Why leaves a FIXME instead of just updating the comment? I saw the installation.sgml doc has been updated.

It wasn't meant to be committed that way. I just didn't want to spend
the time crafting a comment before it was generally agreed to proceed in
this way that required a meson version update.

#4Alexander Borisov
lex.borisov@gmail.com
In reply to: Peter Eisentraut (#1)
Re: Unicode update and some tooling improvements

26.02.2026 23:36, Peter Eisentraut wrote:

This is the annual update of the Unicode data.  I also worked a bit on
the tooling.  The update-unicode target under meson did not update the
data in contrib/unaccent/, so I added that.  I also fixed a Python
deprecation warning in the generation script and made some light changes
in the surrounding documentation.

Installed, tested, checked it out.
I hope I'm not late.

"[PATCH 3/6] Implement unaccent Unicode data update in meson"

The idea of raising the minimum Meson version is good.
But it seems like we can do without raising the version.
As I understand it, the minimum version is being raised because of
.replace(), but it can be successfully replaced here with the following
construct:
cldr_version_dashed = '-'.join(CLDR_VERSION.split('.'))
url = cldr_baseurl.format(cldr_version_dashed, f)

I would increase the minimum version of Meson, but I would do it with a
separate patch so that the commit log would be "loud":
- Increase the minimum version for Meson.

This would be useful for users who look at commit logs.
Currently, the minimum version for Meson is increased "secretly" inside
the patch.

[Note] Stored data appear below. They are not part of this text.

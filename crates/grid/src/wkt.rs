//! Well known text (WKT) export for GIS
//!
//! Two comma separated files are written next to the requested output: one
//! polygon per element in `<stem>_e.csv`, and one point per node in
//! `<stem>_n.csv`. Both load directly as delimited text layers.

// standard library
use std::io::Write;
use std::path::{Path, PathBuf};

// crate modules
use crate::error::Result;
use crate::lines::init_writer;
use crate::mesh::{Mesh, Node};

// hydromesh modules
use hydromesh_utils::{f, ValueExt};

// external crates
use csv::Writer;

/// Write element polygons and node points as WKT csv files
///
/// Returns the paths of the element and node files.
///
/// ```rust, no_run
/// # use hydromesh_grid::{read_adcirc, write_wkt};
/// let mesh = read_adcirc("./mesh.grd").unwrap();
/// let (elements, nodes) = write_wkt(&mesh, "./mesh.csv").unwrap();
/// assert!(elements.ends_with("mesh_e.csv"));
/// assert!(nodes.ends_with("mesh_n.csv"));
/// ```
pub fn write_wkt<P: AsRef<Path>>(mesh: &Mesh, path: P) -> Result<(PathBuf, PathBuf)> {
    let element_path = suffixed(path.as_ref(), "_e");
    let node_path = suffixed(path.as_ref(), "_n");

    let mut writer = init_writer(&element_path)?;
    write_elements_to(mesh, &mut writer)?;
    writer.flush()?;

    let mut writer = init_writer(&node_path)?;
    write_nodes_to(mesh, &mut writer)?;
    writer.flush()?;

    Ok((element_path, node_path))
}

/// One `POLYGON Z` per element, closed on its first node
pub fn write_elements_to<W: Write>(mesh: &Mesh, writer: &mut W) -> Result<()> {
    mesh.validate()?;
    let mut csv = Writer::from_writer(writer);
    csv.write_record(["WKT", "element"])?;
    for (i, &[a, b, c]) in mesh.elements.iter().enumerate() {
        let ring = [a, b, c, a]
            .iter()
            .map(|&n| coordinates(&mesh.nodes[n]))
            .collect::<Vec<String>>()
            .join(", ");
        csv.write_record([f!("POLYGON Z (({ring}))"), f!("{}", i + 1)])?;
    }
    csv.flush()?;
    Ok(())
}

/// One `POINT Z` per node
pub fn write_nodes_to<W: Write>(mesh: &Mesh, writer: &mut W) -> Result<()> {
    let mut csv = Writer::from_writer(writer);
    csv.write_record(["WKT", "node"])?;
    for (i, node) in mesh.nodes.iter().enumerate() {
        csv.write_record([f!("POINT Z ({})", coordinates(node)), f!("{}", i + 1)])?;
    }
    csv.flush()?;
    Ok(())
}

fn coordinates(node: &Node) -> String {
    f!("{} {} {}", node.x.fixed(3), node.y.fixed(3), node.z.fixed(3))
}

/// `dir/stem.csv` to `dir/stem<suffix>.csv`
fn suffixed(path: &Path, suffix: &str) -> PathBuf {
    let stem = path
        .file_stem()
        .map(|s| s.to_string_lossy().to_string())
        .unwrap_or_default();
    path.with_file_name(f!("{stem}{suffix}.csv"))
}

#[cfg(test)]
mod tests {
    use super::*;

    #[test]
    fn polygons_and_points() {
        let mesh = Mesh::from_xyz(&[0.0, 1.0, 0.0], &[0.0, 0.0, 1.0], &[1.0, 2.0, 3.5], vec![[0, 1, 2]])
            .unwrap();

        let mut buffer = Vec::new();
        write_elements_to(&mesh, &mut buffer).unwrap();
        assert_eq!(
            String::from_utf8(buffer).unwrap(),
            "WKT,element\n\"POLYGON Z ((0.000 0.000 1.000, 1.000 0.000 2.000, 0.000 1.000 3.500, 0.000 0.000 1.000))\",1\n"
        );

        let mut buffer = Vec::new();
        write_nodes_to(&mesh, &mut buffer).unwrap();
        let text = String::from_utf8(buffer).unwrap();
        assert_eq!(text.lines().nth(3), Some("POINT Z (0.000 1.000 3.500),3"));
    }

    #[test]
    fn fields_read_back() {
        let mesh = Mesh::from_xyz(&[0.0, 1.0, 0.0], &[0.0, 0.0, 1.0], &[0.0; 3], vec![[0, 1, 2]])
            .unwrap();
        let mut buffer = Vec::new();
        write_elements_to(&mesh, &mut buffer).unwrap();

        let mut reader = csv::Reader::from_reader(buffer.as_slice());
        let records = reader.records().collect::<std::result::Result<Vec<_>, _>>().unwrap();
        assert_eq!(records.len(), 1);
        assert_eq!(&records[0][1], "1");
        assert!(records[0][0].ends_with("0.000 0.000 0.000))"));
    }

    #[test]
    fn output_names() {
        assert_eq!(
            suffixed(Path::new("out/grid.csv"), "_e"),
            PathBuf::from("out/grid_e.csv")
        );
        assert_eq!(suffixed(Path::new("grid"), "_n"), PathBuf::from("grid_n.csv"));
    }
}
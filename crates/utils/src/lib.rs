//! Common utility for extended `std` types
//!
//! These are left public for convenience.
//!
//! For example, blank padding a title into a fixed-width record field or
//! writing coordinates without a stray `-0.000` are useful everywhere.

// Alias for the format! macro
pub use std::format as f;

// Modules
mod option_ext;
mod string_ext;
mod value_ext;

// Flatten
pub use option_ext::OptionExt;
pub use string_ext::{trim_fixed, StringExt};
pub use value_ext::ValueExt;
/// Extends string types with fixed-width field conversions
pub trait StringExt {
    /// Blank pad or truncate to exactly `N` bytes
    ///
    /// Binary formats written by fortran codes store text as fixed-width
    /// character buffers padded with spaces rather than null terminated.
    ///
    /// ```rust
    /// # use hydromesh_utils::StringExt;
    /// assert_eq!(&"DEPTH".to_fixed_bytes::<8>(), b"DEPTH   ");
    /// assert_eq!(&"WAVE HEIGHT".to_fixed_bytes::<4>(), b"WAVE");
    /// ```
    fn to_fixed_bytes<const N: usize>(&self) -> [u8; N];
}

impl<T: AsRef<str>> StringExt for T {
    fn to_fixed_bytes<const N: usize>(&self) -> [u8; N] {
        let mut field = [b' '; N];
        let bytes = self.as_ref().as_bytes();
        let n = bytes.len().min(N);
        field[..n].copy_from_slice(&bytes[..n]);
        field
    }
}

/// Readable text from a fixed-width field
///
/// Trailing blanks and nulls are removed, invalid UTF-8 is replaced rather
/// than rejected.
///
/// ```rust
/// # use hydromesh_utils::trim_fixed;
/// assert_eq!(trim_fixed(b"M               "), "M");
/// assert_eq!(trim_fixed(b"BOTTOM\0\0"), "BOTTOM");
/// ```
pub fn trim_fixed(bytes: &[u8]) -> String {
    String::from_utf8_lossy(bytes)
        .trim_end_matches([' ', '\0'])
        .to_string()
}
//! Result and Error types for hydromesh-grid

/// Type alias for `Result<T, grid::Error>`
pub type Result<T> = core::result::Result<T, Error>;

/// The error type for the `hydromesh-grid` crate
#[derive(thiserror::Error, Debug)]
pub enum Error {
    #[error("failed input/output stream")]
    IOError(#[from] std::io::Error),

    #[error("csv error")]
    CsvError(#[from] csv::Error),

    #[error("vtkio error")]
    VtkioError(#[from] vtkio::Error),

    #[error("selafin error")]
    SelafinError(#[from] hydromesh_selafin::Error),

    /// Text line with the wrong token count or a non-numeric token
    #[error("malformed record on line {line}: {reason}")]
    MalformedTextRecord { line: usize, reason: String },

    /// File ended before every declared node or element was read
    #[error("unexpected end of file (expected {expected} {what}, found {found})")]
    MissingRecords {
        what: &'static str,
        expected: usize,
        found: usize,
    },

    /// Node or element number outside of the mesh
    #[error("{what} {index} is outside of the valid range 1..={count}")]
    IndexOutOfRange {
        what: &'static str,
        index: i64,
        count: usize,
    },

    /// Anything other than a 3-node triangle
    #[error("unsupported element \"{card}\" on line {line}, only triangles are supported")]
    UnsupportedElement { line: usize, card: String },

    /// A boundary edge chain that does not close back on itself
    #[error("boundary is not closed, no outgoing boundary edge at node {node}")]
    OpenBoundary { node: usize },

    #[error("unexpected number of {what} (expected {expected:?}, found {found:?})")]
    UnexpectedDimensions {
        what: &'static str,
        expected: usize,
        found: usize,
    },

    /// Geometry without the nodes or boundary a mesh generator needs
    #[error("geometry has no {0}")]
    EmptyGeometry(&'static str),

    /// Shape with too few vertices once snapped to the nodes
    #[error("{what} {shape} has {vertices} snapped vertices")]
    DegenerateShape {
        what: &'static str,
        shape: i64,
        vertices: usize,
    },

    #[error("variable \"{0}\" not found")]
    VariableNotFound(String),
}
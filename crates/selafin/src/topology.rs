// crate modules
use crate::error::{Error, Result};
use crate::record::{fixed_record, to_count, to_i32};

// external crates
use serde::{Deserialize, Serialize};

/// Nodes per triangular element
pub const NODES_PER_ELEMENT: usize = 3;

/// Mesh topology stored after the header
///
/// Connectivity is held 0-based. The file stores node numbers 1-based, and
/// the rebias happens exactly once in the reader and writer.
///
/// The elevation is not part of the topology, it is usually stored as a
/// `BOTTOM` variable in the time steps.
///
/// ```rust
/// # use hydromesh_selafin::Topology;
/// let mesh = Topology::new(
///     vec![[0, 1, 2], [0, 2, 3]],
///     vec![1, 2, 3, 4],
///     vec![0.0, 1.0, 1.0, 0.0],
///     vec![0.0, 0.0, 1.0, 1.0],
/// )
/// .unwrap();
///
/// assert_eq!(mesh.nelem(), 2);
/// assert_eq!(mesh.npoin(), 4);
/// ```
#[derive(Debug, Clone, PartialEq, Serialize)]
pub struct Topology {
    /// Element connectivity (IKLE), 0-based node indices
    pub ikle: Vec<[usize; NODES_PER_ELEMENT]>,
    /// Boundary marker per node (IPOBO), 0 for interior nodes
    pub ipobo: Vec<i32>,
    /// Node x coordinates
    pub x: Vec<f64>,
    /// Node y coordinates
    pub y: Vec<f64>,
    /// Fourth integer of the dimension record, conventionally 1
    pub tag: i32,
}

impl Topology {
    /// Checked constructor
    ///
    /// Every array must agree on the number of nodes and every element must
    /// reference an existing node.
    pub fn new(
        ikle: Vec<[usize; NODES_PER_ELEMENT]>,
        ipobo: Vec<i32>,
        x: Vec<f64>,
        y: Vec<f64>,
    ) -> Result<Self> {
        let topology = Self {
            ikle,
            ipobo,
            x,
            y,
            tag: 1,
        };
        topology.validate()?;
        Ok(topology)
    }

    /// Number of elements (NELEM)
    pub fn nelem(&self) -> usize {
        self.ikle.len()
    }

    /// Number of nodes (NPOIN)
    pub fn npoin(&self) -> usize {
        self.x.len()
    }

    /// Consistency of array lengths and node references
    pub fn validate(&self) -> Result<()> {
        let npoin = self.npoin();
        for (what, found) in [("y coordinates", self.y.len()), ("IPOBO markers", self.ipobo.len())] {
            if found != npoin {
                return Err(Error::UnexpectedDimensions {
                    what,
                    expected: npoin,
                    found,
                });
            }
        }

        for (element, nodes) in self.ikle.iter().enumerate() {
            if let Some(&node) = nodes.iter().find(|&&n| n >= npoin) {
                return Err(Error::NodeIndexOutOfRange {
                    element,
                    node: node as i64,
                    npoin,
                });
            }
        }
        Ok(())
    }

    /// Connectivity as stored on disk, 1-based
    pub(crate) fn ikle_to_disk(&self) -> Result<Vec<i32>> {
        self.ikle
            .iter()
            .flatten()
            .map(|&n| to_i32("node number", n + 1))
            .collect()
    }

    /// Connectivity from disk, 1-based to 0-based
    pub(crate) fn ikle_from_disk(
        raw: &[i32],
        npoin: usize,
    ) -> Result<Vec<[usize; NODES_PER_ELEMENT]>> {
        raw.chunks_exact(NODES_PER_ELEMENT)
            .enumerate()
            .map(|(element, chunk)| {
                let mut nodes = [0usize; NODES_PER_ELEMENT];
                for (slot, &stored) in nodes.iter_mut().zip(chunk) {
                    if stored < 1 || stored as usize > npoin {
                        return Err(Error::NodeIndexOutOfRange {
                            element,
                            node: stored as i64,
                            npoin,
                        });
                    }
                    *slot = stored as usize - 1;
                }
                Ok(nodes)
            })
            .collect()
    }
}

/// Dimension record: NELEM, NPOIN, NDP, and the trailing tag
#[derive(Debug, Deserialize, Serialize)]
pub(crate) struct Dimensions {
    pub nelem: i32,
    pub npoin: i32,
    pub ndp: i32,
    pub tag: i32,
}

fixed_record!(Dimensions, 4);

impl Dimensions {
    pub fn of(topology: &Topology) -> Result<Self> {
        Ok(Self {
            nelem: to_i32("element count", topology.nelem())?,
            npoin: to_i32("node count", topology.npoin())?,
            ndp: NODES_PER_ELEMENT as i32,
            tag: topology.tag,
        })
    }

    /// NELEM and NPOIN as counts, checking the element type
    pub fn counts(&self) -> Result<(usize, usize)> {
        if self.ndp != NODES_PER_ELEMENT as i32 {
            return Err(Error::UnsupportedElement(self.ndp));
        }
        Ok((
            to_count("element count", self.nelem)?,
            to_count("node count", self.npoin)?,
        ))
    }
}
//! Plot files for ParaView and VisIt

// standard library
use std::path::PathBuf;

// crate modules
use super::load_adcirc;

// hydromesh modules
use hydromesh_grid::vtk::{write_vtk, MeshToVtk, VtkFormat};
use hydromesh_grid::{from_selafin, variable_values};
use hydromesh_selafin::SelafinReader;
use hydromesh_utils::f;

// external crates
use anyhow::{Context, Result};
use clap::{Args, ValueEnum};
use log::info;

/// VTK output formats
#[derive(Debug, Clone, Copy, PartialEq, Eq, ValueEnum)]
pub enum FormatArg {
    /// XML unstructured grid (.vtu)
    Xml,
    /// Legacy text (.vtk)
    Ascii,
    /// Legacy big endian binary (.vtk)
    Binary,
}

impl From<FormatArg> for VtkFormat {
    fn from(value: FormatArg) -> Self {
        match value {
            FormatArg::Xml => VtkFormat::Xml,
            FormatArg::Ascii => VtkFormat::LegacyAscii,
            FormatArg::Binary => VtkFormat::LegacyBinary,
        }
    }
}

#[derive(Args, Debug)]
pub struct AdcircToVtkArgs {
    /// Path to the input ADCIRC grid
    #[arg(short, long, value_name = "path")]
    pub input: PathBuf,

    /// Path to the output, the extension is set by the format
    #[arg(short, long, value_name = "path")]
    pub output: PathBuf,

    /// Output file format
    #[arg(short, long, value_enum, default_value_t = FormatArg::Xml)]
    pub format: FormatArg,

    /// Use the elevations as z coordinates instead of a flat mesh
    #[arg(long)]
    pub elevate: bool,
}

#[derive(Args, Debug)]
pub struct SelafinToVtkArgs {
    /// Path to the input SELAFIN file
    #[arg(short, long, value_name = "path")]
    pub input: PathBuf,

    /// Path to the output, the extension is set by the format
    #[arg(short, long, value_name = "path")]
    pub output: PathBuf,

    /// Time step index, 0 for the first
    #[arg(short, long, value_name = "index", default_value_t = 0)]
    pub step: usize,

    /// Variable used as z coordinates with --elevate
    ///
    /// Defaults to the first variable of the file.
    #[arg(long, value_name = "name")]
    pub variable: Option<String>,

    /// Output file format
    #[arg(short, long, value_enum, default_value_t = FormatArg::Xml)]
    pub format: FormatArg,

    /// Use the variable as z coordinates instead of a flat mesh
    #[arg(long)]
    pub elevate: bool,
}

pub fn adcirc_to_vtk(args: AdcircToVtkArgs) -> Result<()> {
    let mesh = load_adcirc(&args.input)?;
    let vtk = MeshToVtk::builder().elevate(args.elevate).build().convert(&mesh);

    info!("Writing {}", args.output.display());
    write_vtk(vtk, &args.output, args.format.into())
        .with_context(|| f!("failed to write {}", args.output.display()))
}

pub fn selafin_to_vtk(args: SelafinToVtkArgs) -> Result<()> {
    info!("Reading {}", args.input.display());
    let mut reader = SelafinReader::open(&args.input)
        .with_context(|| f!("failed to read {}", args.input.display()))?;
    let step = reader.read_time_step(args.step)?;
    let header = reader.header();

    let name = match &args.variable {
        Some(name) => name.trim().to_string(),
        None => header
            .variables
            .first()
            .map(|v| v.name.text())
            .context("file has no variables")?,
    };

    let mesh = from_selafin(reader.mesh(), variable_values(header, &step, &name)?)?;
    let others: Vec<(String, Vec<f64>)> = header
        .variables
        .iter()
        .zip(&step.values)
        .map(|(v, values)| (v.name.text(), values.clone()))
        .filter(|(n, _)| !n.eq_ignore_ascii_case(&name))
        .collect();

    let vtk = MeshToVtk::builder()
        .title(&f!("{} t = {}", header.title.text(), step.time))
        .scalar_name(&name)
        .elevate(args.elevate)
        .build()
        .convert_with(&mesh, &others)?;

    info!("Writing {}", args.output.display());
    write_vtk(vtk, &args.output, args.format.into())
        .with_context(|| f!("failed to write {}", args.output.display()))
}
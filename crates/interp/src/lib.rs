//! Interpolation and assignment of node values
#![doc = include_str!("../readme.md")]

// Split into subfiles for development, but anything important is re-exported
mod assign;
mod error;
mod idw;
mod points;
mod progress;
mod swan;
mod tin;

// inline the important parts for a nice public API
#[doc(inline)]
pub use tin::{TinInterpolator, NO_DATA};

#[doc(inline)]
pub use idw::{IdwInterpolator, MAX_NEIGHBOURS};

#[doc(inline)]
pub use assign::{assign_attributes, Location, Polygon};

#[doc(inline)]
pub use points::{
    read_points, read_points_from, read_polygon_rows, read_polygon_rows_from, Point, PolygonRow,
};

#[doc(inline)]
pub use swan::{read_swan_xyz, read_swan_xyz_from, SwanTable, SWAN_VARIABLES};

#[doc(inline)]
pub use error::{Error, Result};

Or at least explicitly indicate this in the commit log for
this patch.

Otherwise, looks good to me.
I am in favor of regular Unicode updates. 🙂

--
Best regards,
Alexander Borisov

#5Peter Eisentraut
peter_e@gmx.net
In reply to: Alexander Borisov (#4)
Re: Unicode update and some tooling improvements

On 13.03.26 11:11, Alexander Borisov wrote:

26.02.2026 23:36, Peter Eisentraut wrote:

This is the annual update of the Unicode data.  I also worked a bit on
the tooling.  The update-unicode target under meson did not update the
data in contrib/unaccent/, so I added that.  I also fixed a Python
deprecation warning in the generation script and made some light
changes in the surrounding documentation.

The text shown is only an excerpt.